(Beginning of DATA FOR THIS TASK)

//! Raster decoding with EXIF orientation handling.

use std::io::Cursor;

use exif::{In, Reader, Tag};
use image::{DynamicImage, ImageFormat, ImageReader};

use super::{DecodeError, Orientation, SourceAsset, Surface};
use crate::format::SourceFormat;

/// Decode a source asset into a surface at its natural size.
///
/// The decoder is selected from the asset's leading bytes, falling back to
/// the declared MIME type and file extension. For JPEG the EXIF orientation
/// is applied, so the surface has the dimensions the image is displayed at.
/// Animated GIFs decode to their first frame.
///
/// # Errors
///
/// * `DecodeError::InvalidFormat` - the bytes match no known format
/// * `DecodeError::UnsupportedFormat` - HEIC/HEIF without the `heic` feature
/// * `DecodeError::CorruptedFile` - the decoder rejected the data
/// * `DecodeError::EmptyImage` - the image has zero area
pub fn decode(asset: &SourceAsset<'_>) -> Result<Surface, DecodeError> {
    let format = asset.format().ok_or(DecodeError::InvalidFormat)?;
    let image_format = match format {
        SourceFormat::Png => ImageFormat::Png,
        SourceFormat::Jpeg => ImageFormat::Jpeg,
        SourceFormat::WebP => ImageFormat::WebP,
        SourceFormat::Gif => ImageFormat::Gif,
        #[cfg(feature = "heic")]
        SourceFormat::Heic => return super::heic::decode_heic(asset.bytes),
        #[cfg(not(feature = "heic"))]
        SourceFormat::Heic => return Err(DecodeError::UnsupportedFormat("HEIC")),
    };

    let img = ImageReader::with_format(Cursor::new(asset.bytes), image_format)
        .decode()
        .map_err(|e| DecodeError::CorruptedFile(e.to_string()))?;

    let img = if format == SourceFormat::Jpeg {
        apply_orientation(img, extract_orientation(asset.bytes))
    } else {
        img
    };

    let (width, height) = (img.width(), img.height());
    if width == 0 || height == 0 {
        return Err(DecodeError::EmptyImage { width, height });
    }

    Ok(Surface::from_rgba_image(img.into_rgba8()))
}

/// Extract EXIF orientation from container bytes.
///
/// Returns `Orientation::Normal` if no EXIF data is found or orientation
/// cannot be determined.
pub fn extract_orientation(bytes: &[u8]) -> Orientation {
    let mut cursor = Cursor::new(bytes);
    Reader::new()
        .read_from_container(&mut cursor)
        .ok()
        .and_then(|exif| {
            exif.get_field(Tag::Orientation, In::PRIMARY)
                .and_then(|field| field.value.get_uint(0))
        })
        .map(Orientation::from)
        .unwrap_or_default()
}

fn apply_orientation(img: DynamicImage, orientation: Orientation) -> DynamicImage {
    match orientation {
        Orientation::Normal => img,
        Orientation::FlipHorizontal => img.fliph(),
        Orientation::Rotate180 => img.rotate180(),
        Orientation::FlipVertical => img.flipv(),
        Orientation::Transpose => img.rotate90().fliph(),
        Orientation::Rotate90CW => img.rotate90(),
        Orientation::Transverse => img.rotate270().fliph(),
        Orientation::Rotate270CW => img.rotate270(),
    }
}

(End of DATA FOR THIS TASK)
(Beginning of DATA FOR THIS TASK)

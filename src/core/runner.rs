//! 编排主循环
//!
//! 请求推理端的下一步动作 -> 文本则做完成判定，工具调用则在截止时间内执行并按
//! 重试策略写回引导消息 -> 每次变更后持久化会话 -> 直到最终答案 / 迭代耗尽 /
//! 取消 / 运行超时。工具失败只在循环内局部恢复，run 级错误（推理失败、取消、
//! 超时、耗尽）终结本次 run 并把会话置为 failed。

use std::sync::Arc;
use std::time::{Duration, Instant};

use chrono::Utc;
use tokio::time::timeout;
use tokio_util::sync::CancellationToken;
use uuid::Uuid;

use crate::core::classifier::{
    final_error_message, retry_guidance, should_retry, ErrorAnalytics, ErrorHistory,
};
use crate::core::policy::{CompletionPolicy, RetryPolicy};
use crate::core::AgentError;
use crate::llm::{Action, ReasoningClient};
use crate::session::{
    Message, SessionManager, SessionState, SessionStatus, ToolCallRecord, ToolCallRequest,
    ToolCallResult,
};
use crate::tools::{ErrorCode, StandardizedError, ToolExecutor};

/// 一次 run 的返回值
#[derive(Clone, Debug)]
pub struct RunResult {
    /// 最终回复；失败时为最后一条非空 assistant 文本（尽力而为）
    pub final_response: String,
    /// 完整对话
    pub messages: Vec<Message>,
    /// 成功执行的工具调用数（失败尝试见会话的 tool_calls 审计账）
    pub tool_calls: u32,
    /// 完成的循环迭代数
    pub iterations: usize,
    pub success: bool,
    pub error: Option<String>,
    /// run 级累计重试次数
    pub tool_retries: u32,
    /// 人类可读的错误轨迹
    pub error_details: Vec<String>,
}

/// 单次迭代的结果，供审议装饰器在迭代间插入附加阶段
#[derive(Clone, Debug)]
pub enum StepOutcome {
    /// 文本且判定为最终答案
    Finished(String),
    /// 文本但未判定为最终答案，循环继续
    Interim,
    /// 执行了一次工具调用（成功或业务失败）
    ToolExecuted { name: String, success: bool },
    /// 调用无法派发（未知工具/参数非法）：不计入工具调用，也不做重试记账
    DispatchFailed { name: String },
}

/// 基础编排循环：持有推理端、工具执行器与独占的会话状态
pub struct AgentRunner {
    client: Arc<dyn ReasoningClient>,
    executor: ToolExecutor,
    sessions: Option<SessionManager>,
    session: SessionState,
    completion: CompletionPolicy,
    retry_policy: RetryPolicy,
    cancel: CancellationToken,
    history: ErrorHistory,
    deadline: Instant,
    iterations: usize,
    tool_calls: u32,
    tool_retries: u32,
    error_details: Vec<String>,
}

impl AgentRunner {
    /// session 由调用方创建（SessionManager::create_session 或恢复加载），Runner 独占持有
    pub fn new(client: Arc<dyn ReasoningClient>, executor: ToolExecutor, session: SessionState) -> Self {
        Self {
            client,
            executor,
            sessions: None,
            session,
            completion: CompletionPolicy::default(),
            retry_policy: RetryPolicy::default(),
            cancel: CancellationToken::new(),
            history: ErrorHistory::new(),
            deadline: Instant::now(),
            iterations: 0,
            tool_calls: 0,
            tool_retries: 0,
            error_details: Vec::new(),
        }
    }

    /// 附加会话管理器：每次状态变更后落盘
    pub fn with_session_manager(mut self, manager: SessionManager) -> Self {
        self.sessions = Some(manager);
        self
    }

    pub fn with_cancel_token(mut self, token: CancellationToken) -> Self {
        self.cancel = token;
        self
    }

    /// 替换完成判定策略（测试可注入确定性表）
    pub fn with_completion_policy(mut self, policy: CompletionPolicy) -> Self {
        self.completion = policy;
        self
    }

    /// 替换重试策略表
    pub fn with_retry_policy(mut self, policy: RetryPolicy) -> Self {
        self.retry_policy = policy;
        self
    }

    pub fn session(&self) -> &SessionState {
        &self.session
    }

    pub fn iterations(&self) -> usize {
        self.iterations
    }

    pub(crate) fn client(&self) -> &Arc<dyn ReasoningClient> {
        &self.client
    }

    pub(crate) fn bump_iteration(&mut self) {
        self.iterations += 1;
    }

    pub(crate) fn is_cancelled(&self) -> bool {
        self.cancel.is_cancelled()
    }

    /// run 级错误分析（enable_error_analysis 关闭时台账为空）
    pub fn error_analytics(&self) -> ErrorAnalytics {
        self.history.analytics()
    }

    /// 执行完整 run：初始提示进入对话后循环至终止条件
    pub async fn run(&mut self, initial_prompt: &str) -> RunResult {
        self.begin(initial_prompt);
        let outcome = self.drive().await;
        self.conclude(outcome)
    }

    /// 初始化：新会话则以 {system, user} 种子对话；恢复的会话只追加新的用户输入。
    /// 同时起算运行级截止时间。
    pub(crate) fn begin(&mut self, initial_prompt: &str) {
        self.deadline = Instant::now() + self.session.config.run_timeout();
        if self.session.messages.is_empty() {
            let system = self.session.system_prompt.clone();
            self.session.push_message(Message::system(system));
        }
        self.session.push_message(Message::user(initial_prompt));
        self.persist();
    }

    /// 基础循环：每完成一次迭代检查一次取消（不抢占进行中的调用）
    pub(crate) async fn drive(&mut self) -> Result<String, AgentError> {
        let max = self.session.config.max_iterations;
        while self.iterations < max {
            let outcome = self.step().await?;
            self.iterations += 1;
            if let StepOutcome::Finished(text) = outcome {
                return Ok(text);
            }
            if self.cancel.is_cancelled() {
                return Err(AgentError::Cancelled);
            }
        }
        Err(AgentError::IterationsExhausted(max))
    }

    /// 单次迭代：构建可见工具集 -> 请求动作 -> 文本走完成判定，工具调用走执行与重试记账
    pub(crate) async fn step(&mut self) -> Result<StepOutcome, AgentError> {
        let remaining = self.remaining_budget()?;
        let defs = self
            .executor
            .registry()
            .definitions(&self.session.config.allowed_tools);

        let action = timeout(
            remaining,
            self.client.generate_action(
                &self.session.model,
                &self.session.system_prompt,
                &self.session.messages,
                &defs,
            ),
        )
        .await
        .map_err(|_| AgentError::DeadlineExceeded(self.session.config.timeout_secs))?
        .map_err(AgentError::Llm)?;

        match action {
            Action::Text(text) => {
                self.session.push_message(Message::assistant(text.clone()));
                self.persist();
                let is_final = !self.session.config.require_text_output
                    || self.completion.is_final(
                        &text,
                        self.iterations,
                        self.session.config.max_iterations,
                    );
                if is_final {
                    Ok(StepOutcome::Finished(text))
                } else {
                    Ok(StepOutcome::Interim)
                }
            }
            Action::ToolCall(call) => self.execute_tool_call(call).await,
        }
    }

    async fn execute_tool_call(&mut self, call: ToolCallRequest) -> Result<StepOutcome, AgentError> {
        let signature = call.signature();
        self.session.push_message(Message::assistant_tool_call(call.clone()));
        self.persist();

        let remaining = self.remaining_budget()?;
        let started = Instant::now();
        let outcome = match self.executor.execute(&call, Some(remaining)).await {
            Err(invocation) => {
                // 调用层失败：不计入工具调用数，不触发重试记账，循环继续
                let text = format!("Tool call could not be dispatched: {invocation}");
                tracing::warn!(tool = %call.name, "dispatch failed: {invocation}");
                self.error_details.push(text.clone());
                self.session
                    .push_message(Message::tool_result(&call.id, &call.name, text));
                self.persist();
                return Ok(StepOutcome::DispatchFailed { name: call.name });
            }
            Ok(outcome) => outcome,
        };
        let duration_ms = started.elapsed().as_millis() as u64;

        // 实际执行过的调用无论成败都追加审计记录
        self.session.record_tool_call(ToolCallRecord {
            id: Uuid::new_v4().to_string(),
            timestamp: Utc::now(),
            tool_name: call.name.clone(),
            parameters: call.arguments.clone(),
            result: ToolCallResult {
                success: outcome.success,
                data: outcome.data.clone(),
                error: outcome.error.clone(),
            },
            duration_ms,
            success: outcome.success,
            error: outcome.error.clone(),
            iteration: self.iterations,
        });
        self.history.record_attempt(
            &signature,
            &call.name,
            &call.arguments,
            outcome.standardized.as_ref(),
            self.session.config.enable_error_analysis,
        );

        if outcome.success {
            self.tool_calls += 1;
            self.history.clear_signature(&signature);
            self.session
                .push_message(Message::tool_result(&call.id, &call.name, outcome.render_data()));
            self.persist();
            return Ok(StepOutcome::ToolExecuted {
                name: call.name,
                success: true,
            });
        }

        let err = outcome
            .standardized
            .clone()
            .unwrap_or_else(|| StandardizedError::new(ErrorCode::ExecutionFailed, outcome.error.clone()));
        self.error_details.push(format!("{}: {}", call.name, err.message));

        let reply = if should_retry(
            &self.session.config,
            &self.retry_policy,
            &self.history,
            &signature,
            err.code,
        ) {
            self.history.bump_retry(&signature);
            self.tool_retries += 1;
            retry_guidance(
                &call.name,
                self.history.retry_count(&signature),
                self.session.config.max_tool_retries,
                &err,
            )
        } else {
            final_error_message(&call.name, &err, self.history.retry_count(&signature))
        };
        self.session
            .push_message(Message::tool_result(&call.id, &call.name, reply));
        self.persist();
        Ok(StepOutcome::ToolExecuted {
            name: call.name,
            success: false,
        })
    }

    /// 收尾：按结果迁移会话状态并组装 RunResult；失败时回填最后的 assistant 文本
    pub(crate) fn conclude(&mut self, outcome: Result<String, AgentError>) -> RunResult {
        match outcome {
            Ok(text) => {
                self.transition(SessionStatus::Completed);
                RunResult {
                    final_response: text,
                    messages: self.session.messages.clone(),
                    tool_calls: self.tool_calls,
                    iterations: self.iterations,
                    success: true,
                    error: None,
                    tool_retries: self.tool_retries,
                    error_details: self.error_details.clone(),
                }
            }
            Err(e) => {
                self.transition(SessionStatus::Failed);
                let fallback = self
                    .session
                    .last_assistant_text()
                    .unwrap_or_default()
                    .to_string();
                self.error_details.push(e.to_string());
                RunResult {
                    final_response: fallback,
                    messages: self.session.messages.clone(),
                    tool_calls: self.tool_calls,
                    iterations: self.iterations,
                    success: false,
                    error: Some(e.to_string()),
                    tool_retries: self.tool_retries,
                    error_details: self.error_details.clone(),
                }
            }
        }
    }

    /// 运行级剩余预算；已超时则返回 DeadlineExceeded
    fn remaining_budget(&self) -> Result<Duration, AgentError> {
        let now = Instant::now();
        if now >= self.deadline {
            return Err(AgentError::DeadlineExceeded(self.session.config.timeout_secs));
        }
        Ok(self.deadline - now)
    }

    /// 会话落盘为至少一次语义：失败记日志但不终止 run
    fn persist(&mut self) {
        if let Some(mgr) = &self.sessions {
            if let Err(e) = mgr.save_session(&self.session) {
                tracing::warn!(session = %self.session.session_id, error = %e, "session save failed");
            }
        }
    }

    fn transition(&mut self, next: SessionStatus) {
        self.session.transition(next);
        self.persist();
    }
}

(End of DATA FOR THIS TASK)
(Beginning of DATA FOR THIS TASK)

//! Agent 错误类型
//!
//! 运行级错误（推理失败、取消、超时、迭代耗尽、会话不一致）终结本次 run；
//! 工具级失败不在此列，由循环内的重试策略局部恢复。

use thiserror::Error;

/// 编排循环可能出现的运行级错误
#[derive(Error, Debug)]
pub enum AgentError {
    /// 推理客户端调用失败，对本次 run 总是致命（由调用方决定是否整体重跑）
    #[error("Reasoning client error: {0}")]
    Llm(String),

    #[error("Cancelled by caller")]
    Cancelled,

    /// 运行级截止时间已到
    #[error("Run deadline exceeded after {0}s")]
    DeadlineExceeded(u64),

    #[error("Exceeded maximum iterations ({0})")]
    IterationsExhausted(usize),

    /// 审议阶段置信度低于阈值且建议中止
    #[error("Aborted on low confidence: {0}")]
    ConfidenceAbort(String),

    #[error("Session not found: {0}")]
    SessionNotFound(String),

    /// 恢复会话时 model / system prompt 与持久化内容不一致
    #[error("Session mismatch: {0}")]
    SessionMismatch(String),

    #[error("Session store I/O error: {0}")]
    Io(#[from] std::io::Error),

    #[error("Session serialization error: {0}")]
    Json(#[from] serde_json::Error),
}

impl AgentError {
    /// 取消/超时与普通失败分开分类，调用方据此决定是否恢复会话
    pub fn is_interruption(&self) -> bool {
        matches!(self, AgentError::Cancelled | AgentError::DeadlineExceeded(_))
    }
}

(End of DATA FOR THIS TASK)

EXERCISE REQUIREMENTS: The lines to return are those in the records above that hold the word "height".

RESULT FOR THIS EXERCISE:
    let (width, height) = (img.width(), img.height());
    if width == 0 || height == 0 {
        return Err(DecodeError::EmptyImage { width, height });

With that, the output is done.